● Provided records:
//! Interned visual state of atoms.
//!
//! Appearances are immutable once interned and shared between every atom that looks the same.
//! Changes go through [`AppearanceMut`], which builds a new record and swaps it in.

use std::hash::{Hash, Hasher};
use std::ops::{Deref, DerefMut};
use std::rc::Rc;

use dreamrt_util::by_ptr::ByPtr;
use fnv::FnvHashSet;
use slotmap::SecondaryMap;
use smol_str::SmolStr;

use crate::object::ObjectId;
use crate::tree::{ObjectDefinition, ProcRef};
use crate::value::Value;

pub type AppearanceRef = ByPtr<Rc<Appearance>>;

/// Direction an atom faces when nothing says otherwise.
pub const SOUTH: u8 = 2;

#[derive(Clone, Debug, PartialEq, Eq, Hash)]
pub struct Appearance {
    pub name: Option<SmolStr>,
    pub icon: Option<SmolStr>,
    pub icon_state: Option<SmolStr>,
    pub direction: u8,
    pub transform: Transform,
    pub overlays: Vec<AppearanceRef>,
    pub underlays: Vec<AppearanceRef>,
    pub filters: Vec<Filter>,
    pub verbs: Vec<ProcRef>,
}

impl Default for Appearance {
    fn default() -> Self {
        Appearance {
            name: None,
            icon: None,
            icon_state: None,
            direction: SOUTH,
            transform: Transform::default(),
            overlays: vec![],
            underlays: vec![],
            filters: vec![],
            verbs: vec![],
        }
    }
}

/// The appearance a fresh instance of `def` starts with, taken from its `name`, `icon`,
/// `icon_state` and `dir` defaults. An unnamed type is named after the last segment of its path.
pub fn type_appearance(def: &ObjectDefinition) -> Appearance {
    let text = |var: &str| match def.default_value(var) {
        Some(Value::String(s)) => Some(s.clone()),
        Some(Value::Resource(r)) => r.path.clone(),
        _ => None,
    };
    Appearance {
        name: text("name").or_else(|| def.path.rsplit('/').next().map(SmolStr::new)),
        icon: text("icon"),
        icon_state: text("icon_state"),
        direction: def
            .default_value("dir")
            .and_then(Value::as_float)
            .map_or(SOUTH, |dir| dir as u8),
        ..Appearance::default()
    }
}

/// Affine transform in `[a, d, b, e, c, f]` order.
#[derive(Clone, Copy, Debug)]
pub struct Transform(pub [f32; 6]);

impl Default for Transform {
    fn default() -> Self {
        Transform([1.0, 0.0, 0.0, 1.0, 0.0, 0.0])
    }
}

impl PartialEq for Transform {
    fn eq(&self, other: &Self) -> bool {
        self.0.map(f32::to_bits) == other.0.map(f32::to_bits)
    }
}

impl Eq for Transform {}

impl Hash for Transform {
    fn hash<H: Hasher>(&self, state: &mut H) {
        self.0.map(f32::to_bits).hash(state)
    }
}

/// A visual filter attached to an appearance.
#[derive(Clone, Debug, PartialEq, Eq, Hash)]
pub struct Filter {
    pub kind: SmolStr,
    pub name: Option<SmolStr>,
    pub params: Vec<(SmolStr, Value)>,
}

impl Filter {
    pub fn new(kind: impl Into<SmolStr>) -> Self {
        Filter {
            kind: kind.into(),
            name: None,
            params: vec![],
        }
    }

    pub fn param(&self, name: &str) -> Option<&Value> {
        self.params.iter().find(|(k, _)| k == name).map(|(_, v)| v)
    }

    pub fn set_param(&mut self, name: &str, value: Value) {
        match self.params.iter_mut().find(|(k, _)| k == name) {
            Some((_, slot)) => *slot = value,
            None => self.params.push((name.into(), value)),
        }
    }
}

/// An atom's appearance changed; the rendering layer picks these up.
#[derive(Clone, Debug, PartialEq, Eq)]
pub struct AppearanceUpdate {
    pub atom: ObjectId,
    pub appearance: AppearanceRef,
}

pub struct AppearanceStore {
    interned: FnvHashSet<Rc<Appearance>>,
    atoms: SecondaryMap<ObjectId, AppearanceRef>,
    default: AppearanceRef,
    updates: Vec<AppearanceUpdate>,
}

impl AppearanceStore {
    pub fn new() -> Self {
        let mut store = AppearanceStore {
            interned: FnvHashSet::default(),
            atoms: SecondaryMap::new(),
            default: ByPtr::alloc(Appearance::default()),
            updates: vec![],
        };
        store.default = store.add_appearance(Appearance::default());
        store
    }

    /// Intern `appearance`, returning the shared record equal to it.
    pub fn add_appearance(&mut self, appearance: Appearance) -> AppearanceRef {
        if let Some(existing) = self.interned.get(&appearance) {
            return ByPtr::new(existing.clone());
        }
        let appearance = Rc::new(appearance);
        self.interned.insert(appearance.clone());
        ByPtr::new(appearance)
    }

    /// The atom's current appearance, or the default one.
    pub fn get_appearance(&self, atom: ObjectId) -> AppearanceRef {
        self.atoms
            .get(atom)
            .cloned()
            .unwrap_or_else(|| self.default.clone())
    }

    pub fn set_appearance(&mut self, atom: ObjectId, appearance: Appearance) -> AppearanceRef {
        let appearance = self.add_appearance(appearance);
        let previous = self.atoms.insert(atom, appearance.clone());
        if previous.as_ref() != Some(&appearance) {
            tracing::trace!(?atom, "appearance changed");
            self.updates.push(AppearanceUpdate {
                atom,
                appearance: appearance.clone(),
            });
        }
        appearance
    }

    /// Start editing the atom's appearance. Changes land when the guard is committed or
    /// dropped.
    pub fn update(&mut self, atom: ObjectId) -> AppearanceMut<'_> {
        let original = self.get_appearance(atom);
        let draft = Appearance::clone(&original);
        AppearanceMut {
            store: self,
            atom,
            original,
            draft,
            finished: false,
        }
    }

    pub fn take_updates(&mut self) -> Vec<AppearanceUpdate> {
        std::mem::take(&mut self.updates)
    }

    pub(crate) fn remove_atom(&mut self, atom: ObjectId) {
        self.atoms.remove(atom);
    }

    /// Drop interned records nothing refers to. Returns how many were dropped.
    pub fn prune(&mut self) -> usize {
        let before = self.interned.len();
        loop {
            let len = self.interned.len();
            self.interned.retain(|a| Rc::strong_count(a) > 1);
            if self.interned.len() == len {
                break;
            }
        }
        before - self.interned.len()
    }

    pub fn interned_count(&self) -> usize {
        self.interned.len()
    }
}

impl Default for AppearanceStore {
    fn default() -> Self {
        Self::new()
    }
}

/// A pending edit of one atom's appearance.
///
/// Derefs to a private copy of the appearance. The copy is interned and assigned to the atom
/// on [`commit`](AppearanceMut::commit) or drop; [`discard`](AppearanceMut::discard) throws it
/// away. An edit that leaves the appearance equal to the original changes nothing.
pub struct AppearanceMut<'a> {
    store: &'a mut AppearanceStore,
    atom: ObjectId,
    original: AppearanceRef,
    draft: Appearance,
    finished: bool,
}

impl<'a> AppearanceMut<'a> {
    pub fn commit(mut self) -> AppearanceRef {
        self.finish()
    }

    pub fn discard(mut self) {
        self.finished = true;
    }

    fn finish(&mut self) -> AppearanceRef {
        self.finished = true;
        if self.draft == *self.original {
            return self.original.clone();
        }
        let draft = std::mem::take(&mut self.draft);
        self.store.set_appearance(self.atom, draft)
    }
}

impl<'a> Deref for AppearanceMut<'a> {
    type Target = Appearance;

    fn deref(&self) -> &Appearance {
        &self.draft
    }
}

impl<'a> DerefMut for AppearanceMut<'a> {
    fn deref_mut(&mut self) -> &mut Appearance {
        &mut self.draft
    }
}

impl<'a> Drop for AppearanceMut<'a> {
    fn drop(&mut self) {
        if !self.finished {
            self.finish();
        }
    }
}

#[cfg(test)]
mod test {
    use pretty_assertions::assert_eq;
    use slotmap::HopSlotMap;
    use test_log::test;

    use super::*;

    fn atoms(n: usize) -> Vec<ObjectId> {
        let mut map = HopSlotMap::<ObjectId, ()>::with_key();
        (0..n).map(|_| map.insert(())).collect()
    }

    #[test]
    fn test_equal_appearances_are_shared() {
        let mut store = AppearanceStore::new();
        let ids = atoms(2);
        for &id in &ids {
            let mut app = store.update(id);
            app.icon = Some("mob.dmi".into());
        }
        assert_eq!(store.get_appearance(ids[0]), store.get_appearance(ids[1]));
        assert_eq!(store.take_updates().len(), 2);
    }

    #[test]
    fn test_edit_is_copy_on_write() {
        let mut store = AppearanceStore::new();
        let id = atoms(1)[0];
        let before = store.get_appearance(id);

        store.update(id).name = Some("crate".into());
        let after = store.get_appearance(id);
        assert_ne!(before, after);
        assert_eq!(before.name, None);
        assert_eq!(after.name.as_deref(), Some("crate"));
    }

    #[test]
    fn test_discard_and_noop_edits_do_not_notify() {
        let mut store = AppearanceStore::new();
        let id = atoms(1)[0];

        let mut app = store.update(id);
        app.direction = 4;
        app.discard();
        store.update(id).direction = SOUTH;

        assert!(store.take_updates().is_empty());
        assert_eq!(store.get_appearance(id).direction, SOUTH);
    }

    #[test]
    fn test_prune_drops_unreferenced_records() {
        let mut store = AppearanceStore::new();
        let id = atoms(1)[0];
        store.update(id).icon_state = Some("open".into());
        store.update(id).icon_state = Some("closed".into());
        store.take_updates();

        assert_eq!(store.interned_count(), 3);
        assert_eq!(store.prune(), 1);
        assert_eq!(store.get_appearance(id).icon_state.as_deref(), Some("closed"));
    }
}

● Task: Copy each line in the listing where "that" appears.

● Problem solution:
//! Appearances are immutable once interned and shared between every atom that looks the same.
/// away. An edit that leaves the appearance equal to the original changes nothing.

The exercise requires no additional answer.